Many aspects of noir stayed the same across the border, including dark urban settings, moody cinematography, convoluted plots, and depictions of corruption and violence. For characteristics of film noir overall, see film noir.

== Notable films ==
Among the most important Mexican film noirs are:
- While Mexico Sleeps (1938): This is the first Mexican film to seriously show “moral corruption, urban sordidness, and social disenchantment”. It tells the story of an apothecary who is murdered at a drugstore and stars Arturo de Córdova.
- Another Dawn (1943): This film, directed and co-written by Julio Bracho, shows a battle between labor activists and corrupt politicians over possession of incriminating documents, along with a tragic love triangle and elements of rumbera.
- Twilight (1945): This film follows a respected surgeon who writes a clinical treatise book on mental illness that simultaneously recounts his descent into obsessive love. Arturo de Córdova and Gloria Marín star.
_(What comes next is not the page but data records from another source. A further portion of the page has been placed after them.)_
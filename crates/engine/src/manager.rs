// Copyright 2025 itscheems
//
// Licensed under the Apache License, Version 2.0 (the "License");
// you may not use this file except in compliance with the License.
// You may obtain a copy of the License at
//
//     http://www.apache.org/licenses/LICENSE-2.0
//
// Unless required by applicable law or agreed to in writing, software
// distributed under the License is distributed on an "AS IS" BASIS,
// WITHOUT WARRANTIES OR CONDITIONS OF ANY KIND, either express or implied.
// See the License for the specific language governing permissions and
// limitations under the License.

use std::sync::atomic::{AtomicBool, Ordering};
use std::sync::{Arc, Condvar, Mutex};
use std::thread::{self, JoinHandle};
use std::time::{Duration, Instant};

use chrono::Utc;
use replay_core::{Event, EventType};
use tracing::{debug, info, warn};

use crate::config::EngineConfig;
use crate::counters::PerformanceCounters;
use crate::error::EngineError;
use crate::handlers::{Handler, HandlerId, HandlerTable};
use crate::queue::{EventQueue, EventReceiver, EventSender};
use crate::status::{EngineStatus, StatusCell};

const SENTINEL_TAG: &str = "__engine_stop__";

pub(crate) struct GoSignal {
	flag: Mutex<bool>,
	condvar: Condvar,
}

impl GoSignal {
	pub(crate) fn new(initial: bool) -> Self {
		Self { flag: Mutex::new(initial), condvar: Condvar::new() }
	}

	pub(crate) fn set(&self, go: bool) {
		let mut guard = self.flag.lock().unwrap();
		*guard = go;
		if go {
			self.condvar.notify_all();
		}
	}

	pub(crate) fn wait(&self, poll: Duration) -> bool {
		let guard = self.flag.lock().unwrap();
		let (guard, _timeout) = self.condvar.wait_timeout_while(guard, poll, |go| !*go).unwrap();
		*guard
	}
}

/// Joins a worker by polling `is_finished()`, since `JoinHandle::join` has
/// no native timeout.
pub(crate) fn join_with_timeout(handle: JoinHandle<()>, timeout: Duration) -> Result<(), JoinHandle<()>> {
	let deadline = Instant::now() + timeout;
	loop {
		if handle.is_finished() {
			let _ = handle.join();
			return Ok(());
		}
		if Instant::now() >= deadline {
			return Err(handle);
		}
		thread::sleep(Duration::from_millis(5));
	}
}

/// A cheap, cloneable handle that can submit events to an engine without
/// holding the engine itself. Used to wire producers (e.g. a Replay
/// Engine Manager's per-controller callbacks) that must outlive a
/// borrow of `&EngineManager`.
#[derive(Clone)]
pub struct EngineHandle {
	status: Arc<StatusCell>,
	sender: EventSender,
	send_timeout_ms: u64,
}

impl EngineHandle {
	/// Accepted only when Running or Paused; in Initialized, only Market
	/// events are accepted (a deliberate warm-up path, §4.5/§9).
	pub fn send_event(&self, event: Event) -> bool {
		match self.status.get() {
			EngineStatus::Initialized if event.event_type() != EventType::Market => return false,
			EngineStatus::Initialized | EngineStatus::Running | EngineStatus::Paused => {}
			_ => return false,
		}
		self.sender.send_timeout(event, Duration::from_millis(self.send_timeout_ms))
	}

	pub fn get_status(&self) -> EngineStatus {
		self.status.get()
	}
}

/// Threaded base Event Engine Manager: bounded queue, single dispatcher
/// worker, typed handler table, and the same status-machine shape as the
/// replay controller (§4.5).
pub struct EngineManager {
	status: Arc<StatusCell>,
	go: Arc<GoSignal>,
	stop_flag: Arc<AtomicBool>,
	sender: EventSender,
	receiver: Option<EventReceiver>,
	handlers: Arc<HandlerTable>,
	counters: Arc<PerformanceCounters>,
	config: EngineConfig,
	worker: Option<JoinHandle<()>>,
}

impl EngineManager {
	pub fn new(config: EngineConfig) -> Result<Self, EngineError> {
		config.validate()?;
		let queue = EventQueue::new(config.queue_capacity);
		let (sender, receiver) = queue.split();
		Ok(Self {
			status: Arc::new(StatusCell::new(EngineStatus::Initialized)),
			go: Arc::new(GoSignal::new(false)),
			stop_flag: Arc::new(AtomicBool::new(false)),
			sender,
			receiver: Some(receiver),
			handlers: Arc::new(HandlerTable::new()),
			counters: Arc::new(PerformanceCounters::new()),
			config,
			worker: None,
		})
	}

	pub fn get_status(&self) -> EngineStatus {
		self.status.get()
	}

	pub fn counters(&self) -> &PerformanceCounters {
		&self.counters
	}

	/// Events currently sitting in the queue, awaiting dispatch. Used by
	/// callers (e.g. a batch-mode run loop) that need to wait for the
	/// engine to drain before enqueuing more work.
	pub fn pending_count(&self) -> usize {
		self.sender.len()
	}

	pub fn register_event_handler(&self, event_type: EventType, handler: Handler) -> HandlerId {
		self.handlers.register(event_type, handler)
	}

	pub fn register_wildcard_handler(&self, handler: Handler) -> HandlerId {
		self.handlers.register_wildcard(handler)
	}

	pub fn unregister_event_handler(&self, id: HandlerId) -> bool {
		self.handlers.unregister(id)
	}

	/// A cloneable submitter sharing this engine's queue and status.
	pub fn handle(&self) -> EngineHandle {
		EngineHandle { status: self.status.clone(), sender: self.sender.clone(), send_timeout_ms: self.config.send_timeout_ms }
	}

	/// Accepted only when Running or Paused; in Initialized, only Market
	/// events are accepted (a deliberate warm-up path, §4.5/§9).
	pub fn send_event(&self, event: Event) -> bool {
		self.handle().send_event(event)
	}

	pub fn start(&mut self) -> Result<(), EngineError> {
		let status = self.status.get();
		if matches!(status, EngineStatus::Completed | EngineStatus::Error) {
			return Err(EngineError::InvalidTransition { op: "start", current: status });
		}
		self.status.set(EngineStatus::Running);
		self.go.set(true);
		self.counters.mark_started();

		if self.worker.is_some() {
			return Ok(());
		}
		let receiver = self.receiver.take().expect("engine started twice without a receiver");
		let handlers = self.handlers.clone();
		let counters = self.counters.clone();
		let status_word = self.status.clone();
		let go = self.go.clone();
		let stop_flag = self.stop_flag.clone();
		let batch_size = self.config.dispatch_batch_size;

		let handle = thread::Builder::new()
			.name("event-engine-dispatch".to_string())
			.spawn(move || Self::run_dispatcher(receiver, handlers, counters, status_word, go, stop_flag, batch_size))
			.expect("failed to spawn event engine dispatcher thread");
		self.worker = Some(handle);
		Ok(())
	}

	fn run_dispatcher(
		receiver: EventReceiver,
		handlers: Arc<HandlerTable>,
		counters: Arc<PerformanceCounters>,
		status: Arc<StatusCell>,
		go: Arc<GoSignal>,
		stop_flag: Arc<AtomicBool>,
		batch_size: usize,
	) {
		info!(target: "engine", "dispatcher started");
		'outer: loop {
			if stop_flag.load(Ordering::Relaxed) && receiver.is_empty() {
				break;
			}
			if status.get() == EngineStatus::Paused {
				// Don't drain the queue while paused; wait for resume, but
				// keep re-checking the stop-signal at the top of the loop.
				go.wait(Duration::from_millis(50));
				continue;
			}

			let mut batch = Vec::with_capacity(batch_size);
			match receiver.recv_timeout(Duration::from_millis(50)) {
				Ok(event) => batch.push(event),
				Err(_) => {
					if stop_flag.load(Ordering::Relaxed) && receiver.is_empty() {
						break;
					}
					continue;
				}
			}
			while batch.len() < batch_size {
				match receiver.try_recv() {
					Ok(event) => batch.push(event),
					Err(_) => break,
				}
			}

			for event in batch {
				if let replay_core::Event::Custom(custom) = &event {
					if custom.tag == SENTINEL_TAG {
						break 'outer;
					}
				}
				let failed = handlers.dispatch(&event);
				counters.record_processed(event.event_type());
				if !failed.is_empty() {
					warn!(target: "engine", failed = ?failed, "handler(s) panicked during dispatch");
					counters.record_handler_failures(failed.len());
				}
			}

			if stop_flag.load(Ordering::Relaxed) && receiver.is_empty() {
				break;
			}
		}
		debug!(target: "engine", "dispatcher exited");
	}

	pub fn pause(&self) -> Result<(), EngineError> {
		let status = self.status.get();
		if status != EngineStatus::Running {
			return Err(EngineError::InvalidTransition { op: "pause", current: status });
		}
		self.status.set(EngineStatus::Paused);
		self.go.set(false);
		Ok(())
	}

	pub fn resume(&self) -> Result<(), EngineError> {
		let status = self.status.get();
		if status != EngineStatus::Paused {
			return Err(EngineError::InvalidTransition { op: "resume", current: status });
		}
		self.status.set(EngineStatus::Running);
		self.go.set(true);
		Ok(())
	}

	/// Sets the stop-signal, enqueues a sentinel to unblock the dispatcher,
	/// and joins it with a bounded timeout (§4.5 Lifecycle).
	pub fn stop(&mut self) -> bool {
		if self.status.get().is_terminal() {
			return false;
		}
		self.stop_flag.store(true, Ordering::Relaxed);
		self.status.set(EngineStatus::Stopped);
		self.go.set(true);
		let _ = self.sender.send_timeout(Event::custom(Utc::now(), SENTINEL_TAG, serde_json::Value::Null), Duration::from_millis(100));

		if let Some(handle) = self.worker.take() {
			if join_with_timeout(handle, Duration::from_secs(2)).is_err() {
				warn!(target: "engine", "dispatcher join timed out");
				self.status.set(EngineStatus::Error);
			}
		}
		true
	}
}

#[cfg(test)]
mod tests {
	use super::*;
	use replay_core::{MarketData, Ohlcv};
	use std::sync::Mutex as StdMutex;

	fn market_event() -> Event {
		Event::market(Utc::now(), "AAPL", MarketData::Ohlcv(Ohlcv { open: 1.0, high: 1.0, low: 1.0, close: 1.0, volume: 1.0 }))
	}

	/// S5: handler observes sent events in send order.
	#[test]
	fn s5_dispatch_preserves_send_order() {
		let mut engine = EngineManager::new(EngineConfig::default()).unwrap();
		let seen = Arc::new(StdMutex::new(Vec::new()));
		let seen_clone = seen.clone();
		engine.register_event_handler(
			EventType::Market,
			Box::new(move |e| seen_clone.lock().unwrap().push(e.timestamp())),
		);
		engine.start().unwrap();

		let e1 = market_event();
		let e2 = market_event();
		let e3 = market_event();
		let order = [e1.timestamp(), e2.timestamp(), e3.timestamp()];
		assert!(engine.send_event(e1));
		assert!(engine.send_event(e2));
		assert!(engine.send_event(e3));

		let deadline = Instant::now() + Duration::from_secs(2);
		while seen.lock().unwrap().len() < 3 && Instant::now() < deadline {
			thread::sleep(Duration::from_millis(10));
		}
		engine.stop();
		assert_eq!(*seen.lock().unwrap(), order);
	}

	/// S6: queue overflow; send_timeout fails after the configured timeout
	/// while paused, and resuming dispatches everything already enqueued.
	#[test]
	fn s6_queue_overflow_then_resume_drains_in_order() {
		let config = EngineConfig { queue_capacity: 4, send_timeout_ms: 50, ..EngineConfig::default() };
		let mut engine = EngineManager::new(config).unwrap();
		let seen = Arc::new(StdMutex::new(Vec::new()));
		let seen_clone = seen.clone();
		engine.register_event_handler(EventType::Market, Box::new(move |_e| seen_clone.lock().unwrap().push(())));

		engine.start().unwrap();
		engine.pause().unwrap();

		for _ in 0..4 {
			assert!(engine.send_event(market_event()));
		}
		let started = Instant::now();
		assert!(!engine.send_event(market_event()));
		assert!(started.elapsed() >= Duration::from_millis(40));

		engine.resume().unwrap();
		let deadline = Instant::now() + Duration::from_secs(2);
		while seen.lock().unwrap().len() < 4 && Instant::now() < deadline {
			thread::sleep(Duration::from_millis(10));
		}
		engine.stop();
		assert_eq!(seen.lock().unwrap().len(), 4);
	}

	#[test]
	fn initialized_rejects_non_market_events() {
		let engine = EngineManager::new(EngineConfig::default()).unwrap();
		let signal = Event::signal(Utc::now(), "AAPL", replay_core::Direction::Long, 0.5).unwrap();
		assert!(!engine.send_event(signal));
		assert!(engine.send_event(market_event()));
	}
}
- The Other One (1946): This film tells the story of a woman who murders her twin and assumes her identity, which was remade in 1964 as Dead Ringer, with Bette Davis taking the dual role originally played by Dolores del Río.
- The Kneeling Goddess (1947): This film follows an affair between a cabaret singer (played by María Félix) and a businessman.
- May God Forgive Me (1948): In this movie, María Félix is a spy who suffers from war psychosis and reigns terror on men she meets.
- Victims of Sin (1950): This film tells the story of a cabaret dancer who finds an infant in a trashcan and raises it. Directed by Emilio Fernández and starring Ninón Sevilla.
- Rosauro Castro (1950): With Pedro Armendáriz in the title role, this film follows a crime boss in rural Mexico whose murder of a mayoral candidate is investigated by the government.
- In the Palm of Your Hand (1951): Inspired by Hollywood noirs with bloodthirsty couples like The Postman Always Rings Twice and Double Indemnity, a fortuneteller blackmails a widow in this Roberto Gavaldón movie.
- Night Falls (1952): This film, directed by Roberto Gavaldón and starring Pedro Armendáriz, follows the fall of a brutish, womanizing jai alai champion.

== Demise ==
Mexican film noir ended with the closing of the Miguel Alemán Valdés administration. In 1952, the mayor of Mexico City, Ernesto P. Uruchurtu, began to crack down on the cabaret scene and police movies coming out of the city. With this censorship and restrictive social climate, the noir movement died off.